### WORK ITEM
Please restate, word for word, the lines below that begin at the one with "fn doc_type_query(&self, doc_type: DocType)" and end at the one with "let mut results". Leave out all other lines.

(Collected data entries)
┌──

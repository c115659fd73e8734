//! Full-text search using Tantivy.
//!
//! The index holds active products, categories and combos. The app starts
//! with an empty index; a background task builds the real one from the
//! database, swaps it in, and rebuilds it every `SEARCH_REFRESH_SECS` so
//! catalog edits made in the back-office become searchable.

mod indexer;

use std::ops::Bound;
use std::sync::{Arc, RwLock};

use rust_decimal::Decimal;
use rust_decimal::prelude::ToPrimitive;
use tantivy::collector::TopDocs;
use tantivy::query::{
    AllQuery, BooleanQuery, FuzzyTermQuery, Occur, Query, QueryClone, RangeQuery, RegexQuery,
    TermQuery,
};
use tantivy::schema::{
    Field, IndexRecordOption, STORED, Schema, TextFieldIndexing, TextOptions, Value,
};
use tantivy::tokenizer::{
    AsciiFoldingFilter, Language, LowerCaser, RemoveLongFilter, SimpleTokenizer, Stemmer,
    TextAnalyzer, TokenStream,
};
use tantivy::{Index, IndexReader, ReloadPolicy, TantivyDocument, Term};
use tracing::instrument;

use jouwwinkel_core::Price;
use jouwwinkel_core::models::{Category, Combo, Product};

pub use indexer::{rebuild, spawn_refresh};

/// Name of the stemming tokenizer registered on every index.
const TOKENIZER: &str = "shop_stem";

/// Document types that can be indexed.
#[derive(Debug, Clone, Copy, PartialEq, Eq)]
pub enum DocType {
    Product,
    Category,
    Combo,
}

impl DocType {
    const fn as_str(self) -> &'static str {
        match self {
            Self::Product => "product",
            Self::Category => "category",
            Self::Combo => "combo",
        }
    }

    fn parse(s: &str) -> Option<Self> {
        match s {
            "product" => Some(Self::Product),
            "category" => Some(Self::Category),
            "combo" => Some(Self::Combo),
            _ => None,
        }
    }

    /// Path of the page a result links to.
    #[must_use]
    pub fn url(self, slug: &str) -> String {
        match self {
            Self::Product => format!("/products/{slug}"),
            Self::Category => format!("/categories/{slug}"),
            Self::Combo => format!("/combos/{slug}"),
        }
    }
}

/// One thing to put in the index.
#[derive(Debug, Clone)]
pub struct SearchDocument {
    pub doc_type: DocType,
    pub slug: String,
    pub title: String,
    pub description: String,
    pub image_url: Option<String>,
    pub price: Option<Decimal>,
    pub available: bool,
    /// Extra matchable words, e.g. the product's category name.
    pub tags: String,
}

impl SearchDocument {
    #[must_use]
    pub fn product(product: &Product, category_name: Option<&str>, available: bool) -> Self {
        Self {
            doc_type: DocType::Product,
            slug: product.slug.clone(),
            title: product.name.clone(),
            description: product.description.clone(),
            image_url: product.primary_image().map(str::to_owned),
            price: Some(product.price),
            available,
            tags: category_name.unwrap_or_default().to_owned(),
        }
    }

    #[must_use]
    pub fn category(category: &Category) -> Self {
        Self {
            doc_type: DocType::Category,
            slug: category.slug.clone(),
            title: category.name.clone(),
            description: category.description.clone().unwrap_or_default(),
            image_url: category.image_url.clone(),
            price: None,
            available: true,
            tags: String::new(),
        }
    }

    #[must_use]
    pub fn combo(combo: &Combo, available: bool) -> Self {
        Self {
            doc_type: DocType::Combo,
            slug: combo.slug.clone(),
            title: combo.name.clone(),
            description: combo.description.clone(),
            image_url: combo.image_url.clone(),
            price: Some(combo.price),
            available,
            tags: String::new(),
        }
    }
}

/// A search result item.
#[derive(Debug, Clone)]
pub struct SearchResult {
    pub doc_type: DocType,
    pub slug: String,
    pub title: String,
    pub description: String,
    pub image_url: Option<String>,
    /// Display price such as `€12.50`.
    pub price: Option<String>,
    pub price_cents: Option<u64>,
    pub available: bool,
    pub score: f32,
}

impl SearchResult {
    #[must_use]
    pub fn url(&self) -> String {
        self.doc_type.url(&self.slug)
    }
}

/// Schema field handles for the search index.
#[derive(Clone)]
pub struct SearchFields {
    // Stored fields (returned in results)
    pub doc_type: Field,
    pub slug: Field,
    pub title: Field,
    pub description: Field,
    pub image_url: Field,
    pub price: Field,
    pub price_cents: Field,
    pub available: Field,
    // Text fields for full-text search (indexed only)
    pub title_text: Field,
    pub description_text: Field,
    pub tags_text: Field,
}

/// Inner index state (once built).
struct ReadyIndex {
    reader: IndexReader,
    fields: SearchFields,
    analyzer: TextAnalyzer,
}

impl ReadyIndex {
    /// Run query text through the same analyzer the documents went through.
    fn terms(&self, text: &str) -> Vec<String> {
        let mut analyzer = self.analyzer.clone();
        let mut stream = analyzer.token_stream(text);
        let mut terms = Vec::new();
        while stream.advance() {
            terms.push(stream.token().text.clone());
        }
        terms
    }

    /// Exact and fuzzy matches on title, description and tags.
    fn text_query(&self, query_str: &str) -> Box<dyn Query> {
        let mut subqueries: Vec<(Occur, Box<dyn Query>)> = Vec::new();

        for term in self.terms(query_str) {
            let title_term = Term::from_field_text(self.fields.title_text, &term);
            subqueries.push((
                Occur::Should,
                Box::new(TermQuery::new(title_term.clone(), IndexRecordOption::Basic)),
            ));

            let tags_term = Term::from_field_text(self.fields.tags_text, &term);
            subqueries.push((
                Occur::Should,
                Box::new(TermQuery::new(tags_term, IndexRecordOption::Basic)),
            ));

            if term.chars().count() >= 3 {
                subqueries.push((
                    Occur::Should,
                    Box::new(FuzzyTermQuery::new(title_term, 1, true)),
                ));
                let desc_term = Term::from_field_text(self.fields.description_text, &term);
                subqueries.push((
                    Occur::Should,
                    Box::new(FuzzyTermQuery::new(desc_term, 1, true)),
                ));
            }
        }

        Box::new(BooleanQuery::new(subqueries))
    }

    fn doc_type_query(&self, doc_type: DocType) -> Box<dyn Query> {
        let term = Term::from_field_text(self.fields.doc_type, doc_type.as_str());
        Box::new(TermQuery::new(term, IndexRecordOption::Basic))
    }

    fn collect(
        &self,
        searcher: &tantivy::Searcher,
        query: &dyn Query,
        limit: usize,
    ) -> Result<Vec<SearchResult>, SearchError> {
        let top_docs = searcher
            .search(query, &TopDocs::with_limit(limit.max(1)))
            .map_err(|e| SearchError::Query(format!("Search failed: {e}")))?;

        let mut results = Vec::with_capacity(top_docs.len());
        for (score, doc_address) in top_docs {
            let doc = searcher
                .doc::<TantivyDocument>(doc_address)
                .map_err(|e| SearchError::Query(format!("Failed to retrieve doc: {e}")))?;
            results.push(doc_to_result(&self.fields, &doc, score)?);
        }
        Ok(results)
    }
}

└──

### OUTPUT FOR THIS TASK
    fn doc_type_query(&self, doc_type: DocType) -> Box<dyn Query> {
        let term = Term::from_field_text(self.fields.doc_type, doc_type.as_str());
        Box::new(TermQuery::new(term, IndexRecordOption::Basic))
    }

    fn collect(
        &self,
        searcher: &tantivy::Searcher,
        query: &dyn Query,
        limit: usize,
    ) -> Result<Vec<SearchResult>, SearchError> {
        let top_docs = searcher
            .search(query, &TopDocs::with_limit(limit.max(1)))
            .map_err(|e| SearchError::Query(format!("Search failed: {e}")))?;

        let mut results = Vec::with_capacity(top_docs.len());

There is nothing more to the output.